Slow down... there's something to see. (Scorsese and visual literacy)

Martin Scorsese: "We’re face to face with images all the time in a way that we never have been before. And that’s why I believe we need to stress visual literacy in our schools. Young people need to understand that not all images are there to be consumed like fast food and then forgotten—we need to educate them to understand the difference between moving images that engage their humanity and their intelligence, and moving images that are just selling them something."

 

When I do watch contemporary adverts and film trailers (I don't really make a habit of that), I am often left thinking, "What the hell am I even watching? What does that even mean? What on earth am I being sold?" I think Scorsese is hitting on the problem: a new generation of image-makers who conflate cinematic and advertising imagery and editing until a particular incomprehensibility is obtained.
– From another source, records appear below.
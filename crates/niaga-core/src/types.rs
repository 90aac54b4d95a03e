//! # Domain Types
//!
//! Core domain types used throughout Niaga POS.
//!
//! ## Type Hierarchy
//! ```text
//! ┌─────────────────────────────────────────────────────────────────────────┐
//! │                         Domain Types                                    │
//! │                                                                         │
//! │  Master data           Transactions                 Ledgers             │
//! │  ───────────           ────────────                 ───────             │
//! │  Barang                PenjualanHeader ─┬─ items    PembayaranPenjualan │
//! │  Customer (piutang)                     └─ payments PembayaranPembelian │
//! │  Supplier (hutang)     PembelianHeader ─┬─ items                        │
//! │  Karyawan                               └─ payments Pengeluaran         │
//! │  User                                                                   │
//! └─────────────────────────────────────────────────────────────────────────┘
//! ```
//!
//! ## Snapshot Pattern
//! Sale and purchase items copy the barang's kode, nama, isi_per_dus and
//! prices at the time of the transaction. Later catalogue changes never
//! rewrite history.

use chrono::{DateTime, NaiveDate, Utc};
use serde::{Deserialize, Serialize};
use ts_rs::TS;

use crate::money::Money;
use crate::quantity::Kuantitas;

// =============================================================================
// Enums
// =============================================================================

/// How a payment was made.
#[cfg_attr(feature = "sqlx", derive(sqlx::Type))]
#[cfg_attr(feature = "sqlx", sqlx(rename_all = "snake_case"))]
#[derive(Debug, Clone, Copy, PartialEq, Eq, Default, Serialize, Deserialize, TS)]
#[ts(export)]
#[serde(rename_all = "snake_case")]
pub enum Metode {
    /// Cash at the counter; overpayment becomes kembalian.
    #[default]
    Tunai,
    /// Bank transfer.
    Transfer,
    /// Pay later; the whole total becomes hutang/piutang.
    Tempo,
}

/// Settlement state of a nota or purchase.
#[cfg_attr(feature = "sqlx", derive(sqlx::Type))]
#[cfg_attr(feature = "sqlx", sqlx(rename_all = "snake_case"))]
#[derive(Debug, Clone, Copy, PartialEq, Eq, Serialize, Deserialize, TS)]
#[ts(export)]
#[serde(rename_all = "snake_case")]
pub enum StatusBayar {
    Lunas,
    BelumLunas,
}

impl StatusBayar {
    /// Derives the status from the outstanding balance.
    pub fn from_sisa(sisa: Money) -> Self {
        if sisa.is_positive() {
            StatusBayar::BelumLunas
        } else {
            StatusBayar::Lunas
        }
    }
}

/// Lifecycle state of a transaction.
#[cfg_attr(feature = "sqlx", derive(sqlx::Type))]
#[cfg_attr(feature = "sqlx", sqlx(rename_all = "snake_case"))]
#[derive(Debug, Clone, Copy, PartialEq, Eq, Default, Serialize, Deserialize, TS)]
#[ts(export)]
#[serde(rename_all = "snake_case")]
pub enum StatusTransaksi {
    #[default]
    Selesai,
    /// Cancelled; stock and balances have been reversed.
    Batal,
}

impl StatusTransaksi {
    pub fn as_str(&self) -> &'static str {
        match self {
            StatusTransaksi::Selesai => "selesai",
            StatusTransaksi::Batal => "batal",
        }
    }
}

/// Access role of a login account.
#[cfg_attr(feature = "sqlx", derive(sqlx::Type))]
#[cfg_attr(feature = "sqlx", sqlx(rename_all = "snake_case"))]
#[derive(Debug, Clone, Copy, PartialEq, Eq, Serialize, Deserialize, TS)]
#[ts(export)]
#[serde(rename_all = "snake_case")]
pub enum Role {
    /// Full access including master data deletes and user management.
    Admin,
    /// Counter access: checkout, payments, lookups.
    Kasir,
}

/// Position of an employee.
#[cfg_attr(feature = "sqlx", derive(sqlx::Type))]
#[cfg_attr(feature = "sqlx", sqlx(rename_all = "snake_case"))]
#[derive(Debug, Clone, Copy, PartialEq, Eq, Serialize, Deserialize, TS)]
#[ts(export)]
#[serde(rename_all = "snake_case")]
pub enum Jabatan {
    Sales,
    Kasir,
    Gudang,
    Admin,
}

// =============================================================================
// Barang
// =============================================================================

/// A product in the catalogue.
#[cfg_attr(feature = "sqlx", derive(sqlx::FromRow))]
#[derive(Debug, Clone, Serialize, Deserialize, TS)]
#[ts(export)]
pub struct Barang {
    pub id: String,

    /// Business identifier printed on the nota.
    pub kode: String,

    pub nama: String,

    /// Display unit of a piece (pcs, botol, bungkus, ...).
    pub satuan: String,

    /// Pieces per case. Always ≥ 1.
    pub isi_per_dus: i64,

    /// Buy price per dus, updated by purchases.
    pub harga_beli: Money,

    /// Sell price per dus.
    pub harga_jual: Money,

    /// Stock in pieces.
    pub stok: i64,

    /// Maximum pieces sold per business date; 0 means no limit.
    pub limit_harian: i64,

    pub supplier_id: Option<String>,

    /// Whether the barang is sellable (soft delete).
    pub is_active: bool,

    #[ts(as = "String")]
    pub created_at: DateTime<Utc>,

    #[ts(as = "String")]
    pub updated_at: DateTime<Utc>,
}

impl Barang {
    /// Stock expressed as dus + remaining pcs.
    pub fn stok_kuantitas(&self) -> Kuantitas {
        Kuantitas::from_pcs(self.stok, self.isi_per_dus)
    }

    /// Value of the stock on hand at buy price.
    pub fn nilai_stok(&self) -> Money {
        self.harga_beli.prorate(self.stok, self.isi_per_dus.max(1))
    }
}

// =============================================================================
// Customer / Supplier / Karyawan / User
// =============================================================================

#[cfg_attr(feature = "sqlx", derive(sqlx::FromRow))]
#[derive(Debug, Clone, Serialize, Deserialize, TS)]
#[ts(export)]
pub struct Customer {
    pub id: String,
    pub kode: String,
    pub nama: String,
    pub alamat: Option<String>,
    pub telepon: Option<String>,
    /// Credit ceiling; zero means unlimited.
    pub limit_piutang: Money,
    /// Outstanding receivable across all open notas.
    pub piutang: Money,
    pub is_active: bool,
    #[ts(as = "String")]
    pub created_at: DateTime<Utc>,
    #[ts(as = "String")]
    pub updated_at: DateTime<Utc>,
}

#[cfg_attr(feature = "sqlx", derive(sqlx::FromRow))]
#[derive(Debug, Clone, Serialize, Deserialize, TS)]
#[ts(export)]
pub struct Supplier {
    pub id: String,
    pub kode: String,
    pub nama: String,
    pub alamat: Option<String>,
    pub telepon: Option<String>,
    /// Outstanding payable across all open purchases.
    pub hutang: Money,
    pub is_active: bool,
    #[ts(as = "String")]
    pub created_at: DateTime<Utc>,
    #[ts(as = "String")]
    pub updated_at: DateTime<Utc>,
}

#[cfg_attr(feature = "sqlx", derive(sqlx::FromRow))]
#[derive(Debug, Clone, Serialize, Deserialize, TS)]
#[ts(export)]
pub struct Karyawan {
    pub id: String,
    pub nama: String,
    pub jabatan: Jabatan,
    pub telepon: Option<String>,
    pub is_active: bool,
    #[ts(as = "String")]
    pub created_at: DateTime<Utc>,
    #[ts(as = "String")]
    pub updated_at: DateTime<Utc>,
}

/// A login account. The hash never leaves the server.
#[cfg_attr(feature = "sqlx", derive(sqlx::FromRow))]
#[derive(Debug, Clone, Serialize)]
pub struct User {
    pub id: String,
    pub username: String,
    #[serde(skip_serializing)]
    pub password_hash: String,
    pub role: Role,
    pub karyawan_id: Option<String>,
    pub is_active: bool,
    pub created_at: DateTime<Utc>,
    pub updated_at: DateTime<Utc>,
}

// =============================================================================
// Penjualan
// =============================================================================

/// A sales nota.
#[cfg_attr(feature = "sqlx", derive(sqlx::FromRow))]
#[derive(Debug, Clone, Serialize, Deserialize, TS)]
#[ts(export)]
pub struct PenjualanHeader {
    pub id: String,
    /// `PJ-YYYYMMDD-NNNN`, sequential per business date.
    pub nomor: String,
    /// Business date (store timezone) the daily limit is counted against.
    #[ts(as = "String")]
    pub tanggal: NaiveDate,
    pub customer_id: Option<String>,
    /// Sales employee credited with the nota.
    pub karyawan_id: Option<String>,
    pub user_id: String,
    /// Σ line prices before discounts.
    pub subtotal: Money,
    /// Σ line discounts.
    pub diskon_item: Money,
    /// Discount on the whole nota.
    pub diskon_nota: Money,
    pub total: Money,
    /// Σ buy price of the goods sold (HPP).
    pub total_modal: Money,
    /// `total − total_modal`.
    pub laba: Money,
    /// Amount applied to the nota so far (never above total).
    pub dibayar: Money,
    /// Outstanding receivable, `total − dibayar`.
    pub sisa: Money,
    /// Change handed back at checkout.
    pub kembalian: Money,
    pub metode: Metode,
    pub status_bayar: StatusBayar,
    pub status: StatusTransaksi,
    pub catatan: Option<String>,
    #[ts(as = "String")]
    pub created_at: DateTime<Utc>,
    #[ts(as = "String")]
    pub updated_at: DateTime<Utc>,
}

/// A line of a sales nota (snapshot of the barang at sale time).
#[cfg_attr(feature = "sqlx", derive(sqlx::FromRow))]
#[derive(Debug, Clone, Serialize, Deserialize, TS)]
#[ts(export)]
pub struct PenjualanItem {
    pub id: String,
    pub penjualan_id: String,
    pub barang_id: String,
    pub kode_barang: String,
    pub nama_barang: String,
    pub isi_per_dus: i64,
    pub jumlah_dus: i64,
    pub jumlah_pcs: i64,
    pub total_pcs: i64,
    /// Sell price per dus actually charged.
    pub harga_jual: Money,
    /// Buy price per dus at sale time.
    pub harga_beli: Money,
    pub diskon_per_dus: Money,
    pub subtotal: Money,
    pub diskon: Money,
    pub total: Money,
    pub modal: Money,
    pub laba: Money,
}

impl PenjualanItem {
    pub fn kuantitas(&self) -> Kuantitas {
        Kuantitas::new(self.jumlah_dus, self.jumlah_pcs)
    }
}

/// A receivable payment against a nota.
#[cfg_attr(feature = "sqlx", derive(sqlx::FromRow))]
#[derive(Debug, Clone, Serialize, Deserialize, TS)]
#[ts(export)]
pub struct PembayaranPenjualan {
    pub id: String,
    pub penjualan_id: String,
    pub customer_id: Option<String>,
    #[ts(as = "String")]
    pub tanggal: NaiveDate,
    pub jumlah: Money,
    pub metode: Metode,
    pub catatan: Option<String>,
    pub user_id: String,
    #[ts(as = "String")]
    pub created_at: DateTime<Utc>,
}

/// A nota with its lines and payments.
#[derive(Debug, Clone, Serialize, Deserialize, TS)]
#[ts(export)]
pub struct PenjualanDetail {
    pub header: PenjualanHeader,
    pub customer_nama: Option<String>,
    pub items: Vec<PenjualanItem>,
    pub pembayaran: Vec<PembayaranPenjualan>,
}

// =============================================================================
// Pembelian
// =============================================================================

/// A purchase from a supplier.
#[cfg_attr(feature = "sqlx", derive(sqlx::FromRow))]
#[derive(Debug, Clone, Serialize, Deserialize, TS)]
#[ts(export)]
pub struct PembelianHeader {
    pub id: String,
    /// `PB-YYYYMMDD-NNNN`.
    pub nomor: String,
    #[ts(as = "String")]
    pub tanggal: NaiveDate,
    pub supplier_id: String,
    /// The supplier's own invoice number.
    pub faktur_supplier: Option<String>,
    pub total: Money,
    pub dibayar: Money,
    pub sisa: Money,
    pub metode: Metode,
    pub status_bayar: StatusBayar,
    pub status: StatusTransaksi,
    pub catatan: Option<String>,
    pub user_id: String,
    #[ts(as = "String")]
    pub created_at: DateTime<Utc>,
    #[ts(as = "String")]
    pub updated_at: DateTime<Utc>,
}

#[cfg_attr(feature = "sqlx", derive(sqlx::FromRow))]
#[derive(Debug, Clone, Serialize, Deserialize, TS)]
#[ts(export)]
pub struct PembelianItem {
    pub id: String,
    pub pembelian_id: String,
    pub barang_id: String,
    pub kode_barang: String,
    pub nama_barang: String,
    pub isi_per_dus: i64,
    pub jumlah_dus: i64,
    pub jumlah_pcs: i64,
    pub total_pcs: i64,
    /// Buy price per dus on this purchase.
    pub harga_beli: Money,
    pub total: Money,
}

#[cfg_attr(feature = "sqlx", derive(sqlx::FromRow))]
#[derive(Debug, Clone, Serialize, Deserialize, TS)]
#[ts(export)]
pub struct PembayaranPembelian {
    pub id: String,
    pub pembelian_id: String,
    pub supplier_id: String,
    #[ts(as = "String")]
    pub tanggal: NaiveDate,
    pub jumlah: Money,
    pub metode: Metode,
    pub catatan: Option<String>,
    pub user_id: String,
    #[ts(as = "String")]
    pub created_at: DateTime<Utc>,
}

#[derive(Debug, Clone, Serialize, Deserialize, TS)]
#[ts(export)]
pub struct PembelianDetail {
    pub header: PembelianHeader,
    pub supplier_nama: String,
    pub items: Vec<PembelianItem>,
    pub pembayaran: Vec<PembayaranPembelian>,
}

// =============================================================================
// Pengeluaran
// =============================================================================

/// An operating expense (listrik, gaji, bensin, ...).
#[cfg_attr(feature = "sqlx", derive(sqlx::FromRow))]
#[derive(Debug, Clone, Serialize, Deserialize, TS)]
#[ts(export)]
pub struct Pengeluaran {
    pub id: String,
    #[ts(as = "String")]
    pub tanggal: NaiveDate,
    pub kategori: String,
    pub keterangan: String,
    pub jumlah: Money,
    pub karyawan_id: Option<String>,
    pub user_id: String,
    #[ts(as = "String")]
    pub created_at: DateTime<Utc>,
    #[ts(as = "String")]
    pub updated_at: DateTime<Utc>,
}

// =============================================================================
// Unit Tests
// =============================================================================

#[cfg(test)]
mod tests {
    use super::*;

    #[test]
    fn test_status_bayar_from_sisa() {
        assert_eq!(
            StatusBayar::from_sisa(Money::from_rupiah(1)),
            StatusBayar::BelumLunas
        );
        assert_eq!(StatusBayar::from_sisa(Money::zero()), StatusBayar::Lunas);
    }

    #[test]
    fn test_enum_wire_names() {
        assert_eq!(
            serde_json::to_string(&StatusBayar::BelumLunas).unwrap(),
            "\"belum_lunas\""
        );
        assert_eq!(serde_json::to_string(&Metode::Tempo).unwrap(), "\"tempo\"");
        let role: Role = serde_json::from_str("\"kasir\"").unwrap();
        assert_eq!(role, Role::Kasir);
        assert_eq!(Metode::default(), Metode::Tunai);
    }

    #[test]
    fn test_barang_stock_helpers() {
        let now = Utc::now();
        let barang = Barang {
            id: "b1".to_string(),
            kode: "SUSU-01".to_string(),
            nama: "Susu UHT 200ml".to_string(),
            satuan: "kotak".to_string(),
            isi_per_dus: 24,
            harga_beli: Money::from_rupiah(96_000),
            harga_jual: Money::from_rupiah(120_000),
            stok: 53,
            limit_harian: 0,
            supplier_id: None,
            is_active: true,
            created_at: now,
            updated_at: now,
        };

        assert_eq!(barang.stok_kuantitas(), Kuantitas::new(2, 5));
        // 53/24 × 96.000 = 212.000
        assert_eq!(barang.nilai_stok().rupiah(), 212_000);
    }
}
Somewhere, narrative, pacing, meaning and humanity is being missed. But that's when I am being turned off and pissed off by commercials and trailers and mainstream television and doesn't affect the main meat of what I watch. But I do avoid TV generally (I wait for the box sets if I like something). There's just so much of everything available all the time now that, well, of course the nature and consumption of imagery will be affected. Me? I hate that thing where an image barely lasts a second... with that kind of editing you aren't really seeing anything. Then it fades to black for two seconds for poignancy.